- [WORK INSTRUCTIONS]:
The lines of the records that include "ModuleManager" should all be copied.

══ DATA SECTION

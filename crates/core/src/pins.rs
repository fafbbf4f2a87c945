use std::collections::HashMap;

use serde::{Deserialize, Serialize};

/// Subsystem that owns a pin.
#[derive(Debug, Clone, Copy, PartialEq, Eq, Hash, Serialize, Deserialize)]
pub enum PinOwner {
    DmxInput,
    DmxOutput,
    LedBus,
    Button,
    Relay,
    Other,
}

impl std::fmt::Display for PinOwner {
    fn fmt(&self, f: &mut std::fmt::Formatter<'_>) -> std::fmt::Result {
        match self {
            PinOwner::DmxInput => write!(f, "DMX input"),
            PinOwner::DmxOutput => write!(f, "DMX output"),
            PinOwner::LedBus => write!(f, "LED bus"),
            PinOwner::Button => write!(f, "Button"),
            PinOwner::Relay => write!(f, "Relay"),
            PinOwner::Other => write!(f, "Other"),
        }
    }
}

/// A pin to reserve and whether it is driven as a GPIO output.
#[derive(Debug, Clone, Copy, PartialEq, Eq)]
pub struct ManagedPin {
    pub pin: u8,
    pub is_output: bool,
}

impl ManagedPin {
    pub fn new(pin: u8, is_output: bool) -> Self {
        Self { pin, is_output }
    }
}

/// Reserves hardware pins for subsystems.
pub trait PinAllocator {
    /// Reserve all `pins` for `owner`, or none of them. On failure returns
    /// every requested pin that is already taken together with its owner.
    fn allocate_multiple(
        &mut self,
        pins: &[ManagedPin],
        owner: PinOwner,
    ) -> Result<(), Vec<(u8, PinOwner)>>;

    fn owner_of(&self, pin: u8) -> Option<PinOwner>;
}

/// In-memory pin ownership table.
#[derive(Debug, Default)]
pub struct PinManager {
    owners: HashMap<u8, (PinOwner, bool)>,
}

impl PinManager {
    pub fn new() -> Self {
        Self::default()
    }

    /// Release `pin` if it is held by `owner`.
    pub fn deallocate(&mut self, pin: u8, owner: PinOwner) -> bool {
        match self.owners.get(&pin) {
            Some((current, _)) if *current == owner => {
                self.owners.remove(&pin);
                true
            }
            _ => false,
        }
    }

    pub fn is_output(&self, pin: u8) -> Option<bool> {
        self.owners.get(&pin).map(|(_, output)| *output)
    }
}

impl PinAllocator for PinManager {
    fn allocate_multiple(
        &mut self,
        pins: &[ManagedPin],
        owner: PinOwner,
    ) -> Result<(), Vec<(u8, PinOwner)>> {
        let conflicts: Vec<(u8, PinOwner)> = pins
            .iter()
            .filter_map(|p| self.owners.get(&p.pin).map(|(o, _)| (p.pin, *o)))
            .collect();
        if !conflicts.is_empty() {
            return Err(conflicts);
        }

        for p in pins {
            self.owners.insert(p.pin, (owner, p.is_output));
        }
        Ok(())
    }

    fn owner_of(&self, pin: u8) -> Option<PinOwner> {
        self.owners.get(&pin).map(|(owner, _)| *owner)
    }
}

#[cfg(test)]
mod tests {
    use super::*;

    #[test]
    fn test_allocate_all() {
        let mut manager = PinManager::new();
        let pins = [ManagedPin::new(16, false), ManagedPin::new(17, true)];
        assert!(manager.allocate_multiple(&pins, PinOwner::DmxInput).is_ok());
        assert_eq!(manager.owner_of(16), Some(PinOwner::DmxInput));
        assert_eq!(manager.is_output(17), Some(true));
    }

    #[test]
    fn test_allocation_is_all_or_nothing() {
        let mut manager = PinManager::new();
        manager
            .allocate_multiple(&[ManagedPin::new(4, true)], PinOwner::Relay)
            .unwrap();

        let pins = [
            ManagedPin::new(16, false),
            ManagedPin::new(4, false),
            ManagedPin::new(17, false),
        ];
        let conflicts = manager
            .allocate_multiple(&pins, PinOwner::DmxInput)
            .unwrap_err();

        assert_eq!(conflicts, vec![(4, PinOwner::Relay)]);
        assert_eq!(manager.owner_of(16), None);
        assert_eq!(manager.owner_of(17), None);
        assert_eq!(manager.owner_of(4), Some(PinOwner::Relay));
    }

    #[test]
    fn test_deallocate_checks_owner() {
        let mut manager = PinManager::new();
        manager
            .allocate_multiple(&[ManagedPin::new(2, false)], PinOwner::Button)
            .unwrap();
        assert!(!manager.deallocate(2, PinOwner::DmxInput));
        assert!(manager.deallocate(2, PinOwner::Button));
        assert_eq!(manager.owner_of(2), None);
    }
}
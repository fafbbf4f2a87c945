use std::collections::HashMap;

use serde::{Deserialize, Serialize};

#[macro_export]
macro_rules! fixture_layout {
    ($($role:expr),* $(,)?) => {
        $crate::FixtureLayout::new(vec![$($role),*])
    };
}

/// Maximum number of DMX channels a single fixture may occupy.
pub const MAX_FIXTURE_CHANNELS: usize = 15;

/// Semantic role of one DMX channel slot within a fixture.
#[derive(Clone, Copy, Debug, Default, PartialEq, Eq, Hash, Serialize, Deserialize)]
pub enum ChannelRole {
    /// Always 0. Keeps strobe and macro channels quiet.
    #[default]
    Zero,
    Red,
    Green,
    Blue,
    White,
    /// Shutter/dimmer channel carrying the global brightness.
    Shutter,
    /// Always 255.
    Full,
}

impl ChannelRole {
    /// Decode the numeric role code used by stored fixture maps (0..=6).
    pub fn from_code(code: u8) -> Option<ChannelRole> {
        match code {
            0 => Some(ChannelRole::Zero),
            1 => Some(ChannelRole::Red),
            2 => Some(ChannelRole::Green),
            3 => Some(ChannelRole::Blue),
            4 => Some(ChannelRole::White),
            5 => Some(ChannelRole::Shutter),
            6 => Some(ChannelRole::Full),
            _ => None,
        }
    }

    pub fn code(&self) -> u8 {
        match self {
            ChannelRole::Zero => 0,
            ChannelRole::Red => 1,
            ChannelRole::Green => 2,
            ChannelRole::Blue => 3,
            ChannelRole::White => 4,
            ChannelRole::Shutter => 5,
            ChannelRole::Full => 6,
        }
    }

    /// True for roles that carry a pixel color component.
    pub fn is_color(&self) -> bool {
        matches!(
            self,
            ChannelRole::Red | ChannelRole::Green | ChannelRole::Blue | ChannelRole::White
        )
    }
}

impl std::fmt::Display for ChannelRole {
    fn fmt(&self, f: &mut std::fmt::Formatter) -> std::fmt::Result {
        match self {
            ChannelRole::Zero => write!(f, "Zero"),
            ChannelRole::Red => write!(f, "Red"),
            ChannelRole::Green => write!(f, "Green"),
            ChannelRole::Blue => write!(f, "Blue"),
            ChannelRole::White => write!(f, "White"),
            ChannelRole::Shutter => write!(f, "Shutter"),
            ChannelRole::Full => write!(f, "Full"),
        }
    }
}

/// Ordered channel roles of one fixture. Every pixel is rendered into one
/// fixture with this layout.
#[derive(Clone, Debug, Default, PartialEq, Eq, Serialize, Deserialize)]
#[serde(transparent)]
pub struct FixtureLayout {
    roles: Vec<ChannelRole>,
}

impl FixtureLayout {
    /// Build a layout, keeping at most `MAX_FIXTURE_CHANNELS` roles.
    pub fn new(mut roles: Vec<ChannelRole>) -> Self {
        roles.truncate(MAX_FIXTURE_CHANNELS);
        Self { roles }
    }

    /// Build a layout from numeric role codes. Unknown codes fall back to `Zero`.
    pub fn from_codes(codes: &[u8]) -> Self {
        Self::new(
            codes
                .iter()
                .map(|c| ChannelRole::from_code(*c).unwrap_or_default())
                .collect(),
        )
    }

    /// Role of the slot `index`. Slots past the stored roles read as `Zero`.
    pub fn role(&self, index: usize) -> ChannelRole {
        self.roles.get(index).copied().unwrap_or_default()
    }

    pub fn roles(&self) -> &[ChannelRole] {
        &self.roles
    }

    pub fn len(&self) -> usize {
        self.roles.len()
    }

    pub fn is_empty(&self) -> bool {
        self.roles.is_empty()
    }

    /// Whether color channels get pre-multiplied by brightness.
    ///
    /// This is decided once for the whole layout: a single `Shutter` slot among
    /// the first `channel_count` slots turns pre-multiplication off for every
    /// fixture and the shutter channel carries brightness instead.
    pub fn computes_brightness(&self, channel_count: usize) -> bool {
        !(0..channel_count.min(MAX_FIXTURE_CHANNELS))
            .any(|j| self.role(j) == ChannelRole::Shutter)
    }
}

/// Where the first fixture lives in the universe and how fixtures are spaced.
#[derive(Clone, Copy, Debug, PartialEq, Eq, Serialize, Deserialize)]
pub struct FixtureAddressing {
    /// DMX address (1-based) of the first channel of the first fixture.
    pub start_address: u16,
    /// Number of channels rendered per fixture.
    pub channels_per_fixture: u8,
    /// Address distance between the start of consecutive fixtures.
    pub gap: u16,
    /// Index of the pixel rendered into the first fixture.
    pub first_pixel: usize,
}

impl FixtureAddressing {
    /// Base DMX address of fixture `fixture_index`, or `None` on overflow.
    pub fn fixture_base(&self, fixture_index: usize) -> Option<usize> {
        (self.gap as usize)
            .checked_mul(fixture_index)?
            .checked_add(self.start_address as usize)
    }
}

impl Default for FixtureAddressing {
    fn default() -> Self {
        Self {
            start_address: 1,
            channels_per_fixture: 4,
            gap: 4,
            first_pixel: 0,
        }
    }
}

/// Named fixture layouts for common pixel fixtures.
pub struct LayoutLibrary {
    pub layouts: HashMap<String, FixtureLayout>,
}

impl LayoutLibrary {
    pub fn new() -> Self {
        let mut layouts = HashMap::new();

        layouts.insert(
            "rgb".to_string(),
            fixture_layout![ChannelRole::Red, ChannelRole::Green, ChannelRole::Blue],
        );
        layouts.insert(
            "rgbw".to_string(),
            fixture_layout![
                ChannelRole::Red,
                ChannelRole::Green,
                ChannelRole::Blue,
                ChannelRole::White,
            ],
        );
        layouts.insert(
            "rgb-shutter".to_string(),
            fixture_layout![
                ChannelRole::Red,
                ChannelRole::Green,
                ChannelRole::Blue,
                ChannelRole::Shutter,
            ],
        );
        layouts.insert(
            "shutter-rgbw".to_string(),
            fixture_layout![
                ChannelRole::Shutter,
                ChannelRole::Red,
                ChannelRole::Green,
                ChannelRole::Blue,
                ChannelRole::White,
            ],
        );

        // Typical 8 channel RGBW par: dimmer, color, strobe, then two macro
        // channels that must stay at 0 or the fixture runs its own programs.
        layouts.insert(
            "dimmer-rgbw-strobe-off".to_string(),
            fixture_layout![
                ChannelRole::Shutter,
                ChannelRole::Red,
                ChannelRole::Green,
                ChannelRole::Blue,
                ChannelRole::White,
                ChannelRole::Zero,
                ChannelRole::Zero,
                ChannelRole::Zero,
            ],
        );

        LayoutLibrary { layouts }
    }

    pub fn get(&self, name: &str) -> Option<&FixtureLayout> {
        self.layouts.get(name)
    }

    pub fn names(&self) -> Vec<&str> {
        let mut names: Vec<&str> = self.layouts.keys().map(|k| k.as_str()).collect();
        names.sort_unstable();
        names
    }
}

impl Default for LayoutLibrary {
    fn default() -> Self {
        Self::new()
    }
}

════
══ DATA SECTION

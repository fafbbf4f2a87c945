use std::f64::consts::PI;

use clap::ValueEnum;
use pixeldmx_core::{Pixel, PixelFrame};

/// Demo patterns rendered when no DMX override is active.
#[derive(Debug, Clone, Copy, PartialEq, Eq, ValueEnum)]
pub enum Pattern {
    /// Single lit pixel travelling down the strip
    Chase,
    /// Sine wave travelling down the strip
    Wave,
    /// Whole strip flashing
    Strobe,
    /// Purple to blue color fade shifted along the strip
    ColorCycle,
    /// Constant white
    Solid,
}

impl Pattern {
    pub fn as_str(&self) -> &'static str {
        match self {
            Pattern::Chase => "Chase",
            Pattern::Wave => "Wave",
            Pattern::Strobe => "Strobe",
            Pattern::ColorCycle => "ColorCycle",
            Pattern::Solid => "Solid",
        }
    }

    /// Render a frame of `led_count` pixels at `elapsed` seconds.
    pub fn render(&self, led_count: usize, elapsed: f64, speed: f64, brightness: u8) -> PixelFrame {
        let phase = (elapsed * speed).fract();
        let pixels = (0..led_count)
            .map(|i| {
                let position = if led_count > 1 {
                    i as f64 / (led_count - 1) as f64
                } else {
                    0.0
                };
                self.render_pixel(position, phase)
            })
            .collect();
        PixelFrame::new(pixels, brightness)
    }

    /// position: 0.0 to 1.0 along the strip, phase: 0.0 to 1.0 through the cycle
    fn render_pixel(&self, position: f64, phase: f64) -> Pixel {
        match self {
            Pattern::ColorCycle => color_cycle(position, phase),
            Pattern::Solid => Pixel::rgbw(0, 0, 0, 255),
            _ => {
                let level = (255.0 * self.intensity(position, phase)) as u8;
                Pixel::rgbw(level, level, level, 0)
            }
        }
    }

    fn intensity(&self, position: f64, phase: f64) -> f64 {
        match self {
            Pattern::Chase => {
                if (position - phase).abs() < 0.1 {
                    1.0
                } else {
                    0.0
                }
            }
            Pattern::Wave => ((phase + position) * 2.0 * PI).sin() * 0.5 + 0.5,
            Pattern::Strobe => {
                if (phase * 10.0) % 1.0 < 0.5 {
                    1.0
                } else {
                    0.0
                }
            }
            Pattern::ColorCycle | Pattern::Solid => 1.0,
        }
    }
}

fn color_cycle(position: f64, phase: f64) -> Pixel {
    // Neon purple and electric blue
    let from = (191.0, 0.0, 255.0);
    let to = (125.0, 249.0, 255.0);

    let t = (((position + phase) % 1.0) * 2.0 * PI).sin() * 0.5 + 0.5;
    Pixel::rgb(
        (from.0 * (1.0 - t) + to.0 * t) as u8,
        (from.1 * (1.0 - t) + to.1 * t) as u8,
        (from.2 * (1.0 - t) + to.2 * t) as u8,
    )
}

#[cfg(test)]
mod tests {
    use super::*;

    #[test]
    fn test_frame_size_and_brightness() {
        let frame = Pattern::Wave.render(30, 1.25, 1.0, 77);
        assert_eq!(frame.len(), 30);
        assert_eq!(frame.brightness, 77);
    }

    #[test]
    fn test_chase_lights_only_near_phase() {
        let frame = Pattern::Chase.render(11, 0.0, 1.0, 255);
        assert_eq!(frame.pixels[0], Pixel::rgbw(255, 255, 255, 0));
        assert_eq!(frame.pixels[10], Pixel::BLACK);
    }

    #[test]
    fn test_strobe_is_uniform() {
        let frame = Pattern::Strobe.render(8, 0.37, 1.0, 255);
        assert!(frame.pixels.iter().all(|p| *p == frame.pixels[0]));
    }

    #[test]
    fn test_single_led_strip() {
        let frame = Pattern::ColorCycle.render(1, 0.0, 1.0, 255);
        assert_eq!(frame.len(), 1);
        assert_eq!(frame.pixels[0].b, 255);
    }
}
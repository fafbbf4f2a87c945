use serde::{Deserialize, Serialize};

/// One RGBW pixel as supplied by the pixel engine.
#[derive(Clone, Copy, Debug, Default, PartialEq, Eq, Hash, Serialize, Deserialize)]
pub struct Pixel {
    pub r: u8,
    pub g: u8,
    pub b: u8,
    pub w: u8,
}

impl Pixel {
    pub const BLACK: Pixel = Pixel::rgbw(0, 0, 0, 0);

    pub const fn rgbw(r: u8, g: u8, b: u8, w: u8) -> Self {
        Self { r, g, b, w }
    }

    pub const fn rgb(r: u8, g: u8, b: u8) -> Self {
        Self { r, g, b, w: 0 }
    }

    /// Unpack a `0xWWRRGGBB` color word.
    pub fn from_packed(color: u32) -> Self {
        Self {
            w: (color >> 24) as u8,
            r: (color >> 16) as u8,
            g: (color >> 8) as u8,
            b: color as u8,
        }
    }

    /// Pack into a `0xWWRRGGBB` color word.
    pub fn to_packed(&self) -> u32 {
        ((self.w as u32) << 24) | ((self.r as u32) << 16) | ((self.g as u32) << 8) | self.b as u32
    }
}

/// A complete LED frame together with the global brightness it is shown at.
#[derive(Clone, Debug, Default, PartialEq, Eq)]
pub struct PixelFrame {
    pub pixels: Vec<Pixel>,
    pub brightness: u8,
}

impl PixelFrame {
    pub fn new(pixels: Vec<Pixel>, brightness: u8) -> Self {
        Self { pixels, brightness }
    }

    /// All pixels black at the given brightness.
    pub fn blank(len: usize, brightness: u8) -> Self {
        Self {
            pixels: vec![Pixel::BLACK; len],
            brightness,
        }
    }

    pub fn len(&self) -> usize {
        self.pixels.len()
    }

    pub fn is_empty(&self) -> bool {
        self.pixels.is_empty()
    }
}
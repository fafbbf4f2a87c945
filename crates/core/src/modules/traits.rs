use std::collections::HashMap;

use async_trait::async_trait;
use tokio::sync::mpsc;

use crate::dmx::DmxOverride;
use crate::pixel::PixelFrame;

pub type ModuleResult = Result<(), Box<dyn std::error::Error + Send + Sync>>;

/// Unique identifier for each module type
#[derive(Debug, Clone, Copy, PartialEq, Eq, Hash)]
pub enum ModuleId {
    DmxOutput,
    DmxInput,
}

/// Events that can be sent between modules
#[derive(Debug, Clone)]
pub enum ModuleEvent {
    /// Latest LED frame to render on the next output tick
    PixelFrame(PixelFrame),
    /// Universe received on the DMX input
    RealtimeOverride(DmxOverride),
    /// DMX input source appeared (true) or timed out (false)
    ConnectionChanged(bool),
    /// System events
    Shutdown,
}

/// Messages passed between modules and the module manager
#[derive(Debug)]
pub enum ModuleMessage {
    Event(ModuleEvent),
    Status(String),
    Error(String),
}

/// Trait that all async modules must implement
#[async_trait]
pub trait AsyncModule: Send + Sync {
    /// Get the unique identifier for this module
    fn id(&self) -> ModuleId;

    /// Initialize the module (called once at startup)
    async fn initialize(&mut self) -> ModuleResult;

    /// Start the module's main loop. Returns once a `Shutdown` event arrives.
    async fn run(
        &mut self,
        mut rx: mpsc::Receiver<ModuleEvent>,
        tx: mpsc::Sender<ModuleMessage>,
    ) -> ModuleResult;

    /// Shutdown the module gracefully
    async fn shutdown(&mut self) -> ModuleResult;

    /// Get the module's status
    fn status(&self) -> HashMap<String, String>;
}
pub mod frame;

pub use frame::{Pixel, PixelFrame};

════
══ DATA SECTION

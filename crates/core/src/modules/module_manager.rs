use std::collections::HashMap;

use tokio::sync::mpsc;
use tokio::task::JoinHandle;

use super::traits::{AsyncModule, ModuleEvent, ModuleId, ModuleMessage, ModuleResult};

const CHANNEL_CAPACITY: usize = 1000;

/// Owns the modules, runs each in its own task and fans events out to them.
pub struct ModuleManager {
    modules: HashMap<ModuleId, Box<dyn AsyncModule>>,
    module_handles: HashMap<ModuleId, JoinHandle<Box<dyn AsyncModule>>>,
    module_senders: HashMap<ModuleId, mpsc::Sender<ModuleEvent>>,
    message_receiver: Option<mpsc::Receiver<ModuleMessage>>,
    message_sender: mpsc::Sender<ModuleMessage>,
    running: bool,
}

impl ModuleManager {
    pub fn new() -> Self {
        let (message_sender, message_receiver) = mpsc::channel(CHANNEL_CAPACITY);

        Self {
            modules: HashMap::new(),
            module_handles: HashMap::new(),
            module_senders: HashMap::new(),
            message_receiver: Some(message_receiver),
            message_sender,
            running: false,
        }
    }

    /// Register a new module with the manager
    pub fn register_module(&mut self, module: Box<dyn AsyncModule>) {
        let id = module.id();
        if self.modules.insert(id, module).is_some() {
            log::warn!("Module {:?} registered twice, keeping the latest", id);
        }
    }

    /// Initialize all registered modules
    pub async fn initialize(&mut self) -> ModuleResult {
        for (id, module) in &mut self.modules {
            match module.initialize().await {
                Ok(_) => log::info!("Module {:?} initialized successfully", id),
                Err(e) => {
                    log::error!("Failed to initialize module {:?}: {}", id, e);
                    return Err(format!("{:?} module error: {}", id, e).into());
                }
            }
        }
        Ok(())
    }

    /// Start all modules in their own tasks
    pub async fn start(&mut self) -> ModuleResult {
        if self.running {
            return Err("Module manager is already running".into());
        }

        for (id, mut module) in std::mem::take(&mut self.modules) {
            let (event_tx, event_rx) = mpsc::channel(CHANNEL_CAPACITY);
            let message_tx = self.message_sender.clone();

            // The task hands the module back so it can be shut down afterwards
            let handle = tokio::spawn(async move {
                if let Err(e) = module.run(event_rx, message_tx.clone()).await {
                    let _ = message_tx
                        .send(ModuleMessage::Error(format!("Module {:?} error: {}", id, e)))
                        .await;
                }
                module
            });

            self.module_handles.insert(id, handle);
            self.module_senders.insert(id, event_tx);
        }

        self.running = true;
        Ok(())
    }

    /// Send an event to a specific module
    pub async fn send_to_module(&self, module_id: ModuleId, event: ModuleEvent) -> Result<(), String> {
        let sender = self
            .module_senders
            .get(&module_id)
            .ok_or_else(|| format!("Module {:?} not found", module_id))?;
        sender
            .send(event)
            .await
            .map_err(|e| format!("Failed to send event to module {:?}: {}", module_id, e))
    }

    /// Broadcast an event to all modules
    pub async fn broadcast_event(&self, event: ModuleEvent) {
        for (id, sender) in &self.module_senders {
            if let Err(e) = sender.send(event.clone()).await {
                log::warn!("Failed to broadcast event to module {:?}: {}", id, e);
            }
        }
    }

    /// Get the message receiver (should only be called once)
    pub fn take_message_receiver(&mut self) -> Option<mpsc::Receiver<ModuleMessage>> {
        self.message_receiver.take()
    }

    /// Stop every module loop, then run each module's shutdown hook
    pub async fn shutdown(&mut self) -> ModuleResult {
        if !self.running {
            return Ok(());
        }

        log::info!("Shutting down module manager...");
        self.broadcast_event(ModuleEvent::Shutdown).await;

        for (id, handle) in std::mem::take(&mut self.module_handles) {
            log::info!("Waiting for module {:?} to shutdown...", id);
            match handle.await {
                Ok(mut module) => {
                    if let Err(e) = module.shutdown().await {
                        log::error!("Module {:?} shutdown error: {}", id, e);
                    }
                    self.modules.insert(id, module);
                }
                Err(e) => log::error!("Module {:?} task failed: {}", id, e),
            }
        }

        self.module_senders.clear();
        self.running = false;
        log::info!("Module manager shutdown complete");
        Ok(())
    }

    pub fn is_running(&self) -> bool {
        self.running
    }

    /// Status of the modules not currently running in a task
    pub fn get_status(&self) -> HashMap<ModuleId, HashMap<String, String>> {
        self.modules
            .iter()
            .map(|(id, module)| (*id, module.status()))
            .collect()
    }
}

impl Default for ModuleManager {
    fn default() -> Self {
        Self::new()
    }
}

════

- [REPLY TO THE TASK]:
pub struct ModuleManager {
impl ModuleManager {
impl Default for ModuleManager {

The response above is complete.